On the night of May 7, 1917, 2nd Lieut. Trotter, assigned to the Leicestershire Regiment after his enlistment in 1916, had just completed his final convoy for the evening. He congratulated his men for the good work they had done in the midst of the heavy shell fire that they had been experiencing when a high explosive shell exploded quite close to him, throwing him from his horse and killing him instantly. A couple of days earlier, in his last letter home to his parents—his father Thomas Trotter was a professor at McMaster University and later President of Acadia University—he had told them, “Personally I find shell fire far less trying on the nerves when on horseback in charge of a convoy than when crouching in a trench.

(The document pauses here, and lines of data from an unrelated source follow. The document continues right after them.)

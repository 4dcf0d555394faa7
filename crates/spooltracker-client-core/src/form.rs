use std::cell::RefCell;

use crate::command::{CommandRequest, CommandResponse, CommandTransport};
use crate::draft::{DraftEdit, DraftReaction};
use crate::panel::{PanelError, PanelState};
use crate::profiles::{ProfileManager, reject_invalid, report_command_failure};
use crate::surface::{Notice, PanelSurface};

pub const SPOOL_LOADED: &str = "New spool loaded successfully";
const LOAD_FAILED: &str = "Failed to load new spool";

/// Drives the "new spool" dialog and the draft behind it.
pub struct FormController<'a, T, S> {
    pub(crate) state: &'a RefCell<PanelState>,
    pub(crate) transport: &'a T,
    pub(crate) surface: &'a S,
}

impl<T, S> FormController<'_, T, S>
where
    T: CommandTransport,
    S: PanelSurface,
{
    /// Sends `load_new_spool` for the draft. The dialog closes only on success;
    /// the store is left for the backend's next push to update.
    pub async fn submit_new_spool(&self) -> Result<(), PanelError> {
        let prepared = {
            let state = self.state.borrow();
            state
                .draft
                .fields
                .positive_capacity()
                .map(|capacity| state.draft.fields.to_attributes(capacity))
        };
        let attributes = match prepared {
            Ok(attributes) => attributes,
            Err(error) => return Err(reject_invalid(self.surface, error)),
        };
        let capacity = attributes.capacity_weight_g;

        let result = self
            .transport
            .send_command(&CommandRequest::LoadNewSpool(attributes))
            .await
            .and_then(CommandResponse::into_result);

        match result {
            Ok(_) => {
                tracing::info!(capacity, "new spool loaded");
                self.surface.hide_entry_dialog();
                self.surface.notify(Notice::success(SPOOL_LOADED));
                Ok(())
            }
            Err(error) => Err(report_command_failure(
                self.surface,
                "load_new_spool",
                LOAD_FAILED,
                error,
            )),
        }
    }

    /// Restores every draft field to its default. Never called implicitly.
    pub fn reset_form(&self) {
        let color = {
            let mut state = self.state.borrow_mut();
            state.draft.reset();
            state.draft.fields.color_hex.clone()
        };
        self.surface.refresh_color_preview(&color);
    }

    /// Shows the entry dialog with whatever the draft currently holds.
    pub fn open_entry_dialog(&self) {
        let color = self.state.borrow().draft.fields.color_hex.clone();
        self.surface.refresh_color_preview(&color);
        self.surface.show_entry_dialog();
    }

    pub fn edit(&self, edit: DraftEdit) -> Result<(), PanelError> {
        let reaction = self.state.borrow_mut().draft.apply(edit);
        match reaction {
            Some(DraftReaction::RefreshColorPreview(color)) => {
                self.surface.refresh_color_preview(&color);
                Ok(())
            }
            Some(DraftReaction::LoadProfile(name)) => self.profiles().load_profile(&name).map(drop),
            None => Ok(()),
        }
    }

    pub fn select_profile(&self, name: impl Into<String>) -> Result<(), PanelError> {
        self.edit(DraftEdit::SelectedProfile(name.into()))
    }

    pub fn set_color(&self, color_hex: impl Into<String>) {
        let reaction = self
            .state
            .borrow_mut()
            .draft
            .apply(DraftEdit::Color(color_hex.into()));
        if let Some(DraftReaction::RefreshColorPreview(color)) = reaction {
            self.surface.refresh_color_preview(&color);
        }
    }

    fn profiles(&self) -> ProfileManager<'_, T, S> {
        ProfileManager {
            state: self.state,
            transport: self.transport,
            surface: self.surface,
        }
    }
}
use super::*;

    /// The live sidebar, addressed by element id.
    #[derive(Debug, Clone)]
    pub struct DomPanelTree {
        document: Document,
    }

    impl DomPanelTree {
        pub fn new(document: Document) -> Self {
            Self { document }
        }

        pub fn from_window() -> Result<Self, String> {
            document().map(Self::new)
        }
    }

    impl PanelTree for DomPanelTree {
        type Node = Element;

        fn find(&self, id: &str) -> Option<Element> {
            self.document.get_element_by_id(id)
        }

        fn is_next_sibling(&self, anchor: &Element, subject: &Element) -> bool {
            anchor
                .next_sibling()
                .is_some_and(|node| node.is_same_node(Some(&**subject)))
        }

        fn insert_after(&self, anchor: &Element, subject: &Element) -> Result<(), String> {
            let parent = anchor
                .parent_node()
                .ok_or_else(|| "anchor has no parent".to_string())?;
            parent
                .insert_before(subject, anchor.next_sibling().as_ref())
                .map(drop)
                .map_err(|_| "failed to move panel after anchor".to_string())
        }
    }

    pub(super) fn document() -> Result<Document, String> {
        web_sys::window()
            .ok_or_else(|| "window is unavailable".to_string())?
            .document()
            .ok_or_else(|| "document is unavailable".to_string())
    }

    pub(super) fn with_enforcer<R>(
        run: impl FnOnce(&mut OrderEnforcer, &DomPanelTree) -> R,
    ) -> Option<R> {
        let tree = DomPanelTree::from_window().ok()?;
        ENFORCER.with(|slot| slot.borrow_mut().as_mut().map(|enforcer| run(enforcer, &tree)))
    }

    /// Attaches the mutation watch once the document has parsed.
    pub(super) fn watch_after_document_load() {
        let Ok(document) = document() else {
            return;
        };
        if document.ready_state() != "loading" {
            attach_mutation_observer();
            return;
        }

        DOCUMENT_READY_HANDLER.with(|slot| {
            if slot.borrow().is_some() {
                return;
            }
            let callback = Closure::<dyn FnMut(web_sys::Event)>::wrap(Box::new(move |_event| {
                attach_mutation_observer();
            }));
            if document
                .add_event_listener_with_callback(
                    "DOMContentLoaded",
                    callback.as_ref().unchecked_ref(),
                )
                .is_err()
            {
                tracing::warn!("failed to listen for DOMContentLoaded");
                return;
            }
            *slot.borrow_mut() = Some(callback);
        });
    }

    fn attach_mutation_observer() {
        if let Err(error) = try_attach_mutation_observer() {
            tracing::debug!(%error, "sidebar mutation watch not attached");
        }
        record_order_stats();
    }

    fn try_attach_mutation_observer() -> Result<(), String> {
        if MUTATION_OBSERVER.with(|slot| slot.borrow().is_some()) {
            return Ok(());
        }
        let container_id = with_enforcer(|enforcer, _| enforcer.container_id().to_string())
            .ok_or_else(|| "order enforcer is not installed".to_string())?;
        let container = document()?
            .get_element_by_id(&container_id)
            .ok_or_else(|| format!("#{container_id} is missing"))?;

        let callback: MutationCallback = Closure::<dyn FnMut(js_sys::Array, MutationObserver)>::wrap(
            Box::new(|records: js_sys::Array, _observer: MutationObserver| {
                let records = records.length() as usize;
                with_enforcer(|enforcer, tree| enforcer.on_mutations(tree, records));
            }),
        );
        let observer = MutationObserver::new(callback.as_ref().unchecked_ref())
            .map_err(|_| "failed to create mutation observer".to_string())?;
        let options = web_sys::MutationObserverInit::new();
        options.set_child_list(true);
        observer
            .observe_with_options(&container, &options)
            .map_err(|_| format!("failed to observe #{container_id}"))?;

        with_enforcer(|enforcer, _| {
            enforcer.on_document_loaded();
        });
        MUTATION_OBSERVER.with(|slot| *slot.borrow_mut() = Some((observer, callback)));
        tracing::debug!(%container_id, "watching sidebar for reinsertion");
        Ok(())
    }

    pub(super) fn inject_color_preview_style() -> Result<(), String> {
        let document = document()?;
        if document.get_element_by_id(STYLE_ELEMENT_ID).is_some() {
            return Ok(());
        }
        let style = document
            .create_element("style")
            .map_err(|_| "failed to create style element".to_string())?;
        style.set_id(STYLE_ELEMENT_ID);
        style.set_text_content(Some(COLOR_PREVIEW_CSS));
        let head = document
            .head()
            .ok_or_else(|| "document head is unavailable".to_string())?;
        head.append_child(&style)
            .map(drop)
            .map_err(|_| "failed to append style element".to_string())
    }

    /// Moves the entry dialog under `<body>` so the sidebar's overflow does not clip it.
    pub(super) fn relocate_dialog_to_body(dialog_id: &str) -> Result<(), String> {
        let document = document()?;
        let dialog = document
            .get_element_by_id(dialog_id)
            .ok_or_else(|| format!("#{dialog_id} is missing"))?;
        let body = document
            .body()
            .ok_or_else(|| "document body is unavailable".to_string())?;
        if dialog
            .parent_node()
            .is_some_and(|parent| parent.is_same_node(Some(&**body)))
        {
            return Ok(());
        }
        body.append_child(&dialog)
            .map(drop)
            .map_err(|_| format!("failed to move #{dialog_id} to body"))
    }

    pub(super) fn set_background_color(element_id: &str, color_hex: &str) -> Result<(), String> {
        let element = document()?
            .get_element_by_id(element_id)
            .ok_or_else(|| format!("#{element_id} is missing"))?
            .dyn_into::<HtmlElement>()
            .map_err(|_| format!("#{element_id} is not an HtmlElement"))?;
        element
            .style()
            .set_property("background-color", color_hex)
            .map_err(|_| format!("failed to style #{element_id}"))
    }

The psychology of it is I suppose, that one’s mind is so fully occupied with handling one's mount and keeping an eye out for developments that there is no room on the circuit for a realization of actual danger” (Letter of
May 5, 1917; http://www.canadianletters.ca/collections/war/468/collection/20548/doc/221).
Trotter’s fine poems can be found in his A Canadian Twilight and Other Poems of War and Peace (Toronto, 1917).